**WORK ITEM**
Your job is to copy the data that follows exactly, every line included.

**EXTRACTED RECORDS**
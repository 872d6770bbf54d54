//! Function signatures for arity checking
//!
//! Every calculator function takes and returns decimals, so a signature
//! only carries the accepted argument range.

use serde::Serialize;

/// Arity contract of a registered function
#[derive(Debug, Clone, PartialEq, Eq, Hash, Serialize)]
pub struct FunctionSignature {
    /// Function name
    pub name: String,
    /// Minimum number of arguments
    pub min_arity: usize,
    /// Maximum number of arguments (None for variadic)
    pub max_arity: Option<usize>,
}

impl FunctionSignature {
    /// Signature with an exact argument count
    pub fn fixed(name: impl Into<String>, arity: usize) -> Self {
        Self {
            name: name.into(),
            min_arity: arity,
            max_arity: Some(arity),
        }
    }

    /// Signature accepting a bounded range of arguments
    pub fn ranged(name: impl Into<String>, min_arity: usize, max_arity: usize) -> Self {
        Self {
            name: name.into(),
            min_arity,
            max_arity: Some(max_arity),
        }
    }

    /// Variadic signature with a lower bound only
    pub fn variadic(name: impl Into<String>, min_arity: usize) -> Self {
        Self {
            name: name.into(),
            min_arity,
            max_arity: None,
        }
    }

    /// Check whether the given argument count satisfies this signature
    pub fn matches(&self, arg_count: usize) -> bool {
        if arg_count < self.min_arity {
            return false;
        }
        match self.max_arity {
            Some(max) => arg_count <= max,
            None => true,
        }
    }
}

#[cfg(test)]
mod tests {
    use super::*;

    #[test]
    fn test_fixed_signature() {
        let sig = FunctionSignature::fixed("sqrt", 1);
        assert!(!sig.matches(0));
        assert!(sig.matches(1));
        assert!(!sig.matches(2));
    }

    #[test]
    fn test_ranged_signature() {
        let sig = FunctionSignature::ranged("round", 1, 2);
        assert!(!sig.matches(0));
        assert!(sig.matches(1));
        assert!(sig.matches(2));
        assert!(!sig.matches(3));
    }

    #[test]
    fn test_variadic_signature() {
        let sig = FunctionSignature::variadic("max", 1);
        assert!(!sig.matches(0));
        assert!(sig.matches(1));
        assert!(sig.matches(64));

        let sum = FunctionSignature::variadic("sum", 0);
        assert!(sum.matches(0));
    }
}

**RESPONSE AREA**
repository 872d6770bbf54d54
//! Function signatures for arity checking
//!
//! Every calculator function takes and returns decimals, so a signature
//! only carries the accepted argument range.

use serde::Serialize;

/// Arity contract of a registered function
#[derive(Debug, Clone, PartialEq, Eq, Hash, Serialize)]
pub struct FunctionSignature {
    /// Function name
    pub name: String,
    /// Minimum number of arguments
    pub min_arity: usize,
    /// Maximum number of arguments (None for variadic)
    pub max_arity: Option<usize>,
}

impl FunctionSignature {
    /// Signature with an exact argument count
    pub fn fixed(name: impl Into<String>, arity: usize) -> Self {
        Self {
            name: name.into(),
            min_arity: arity,
            max_arity: Some(arity),
        }
    }

    /// Signature accepting a bounded range of arguments
    pub fn ranged(name: impl Into<String>, min_arity: usize, max_arity: usize) -> Self {
        Self {
            name: name.into(),
            min_arity,
            max_arity: Some(max_arity),
        }
    }

    /// Variadic signature with a lower bound only
    pub fn variadic(name: impl Into<String>, min_arity: usize) -> Self {
        Self {
            name: name.into(),
            min_arity,
            max_arity: None,
        }
    }

    /// Check whether the given argument count satisfies this signature
    pub fn matches(&self, arg_count: usize) -> bool {
        if arg_count < self.min_arity {
            return false;
        }
        match self.max_arity {
            Some(max) => arg_count <= max,
            None => true,
        }
    }
}

#[cfg(test)]
mod tests {
    use super::*;

    #[test]
    fn test_fixed_signature() {
        let sig = FunctionSignature::fixed("sqrt", 1);
        assert!(!sig.matches(0));
        assert!(sig.matches(1));
        assert!(!sig.matches(2));
    }

    #[test]
    fn test_ranged_signature() {
        let sig = FunctionSignature::ranged("round", 1, 2);
        assert!(!sig.matches(0));
        assert!(sig.matches(1));
        assert!(sig.matches(2));
        assert!(!sig.matches(3));
    }

    #[test]
    fn test_variadic_signature() {
        let sig = FunctionSignature::variadic("max", 1);
        assert!(!sig.matches(0));
        assert!(sig.matches(1));
        assert!(sig.matches(64));

        let sum = FunctionSignature::variadic("sum", 0);
        assert!(sum.matches(0));
    }
}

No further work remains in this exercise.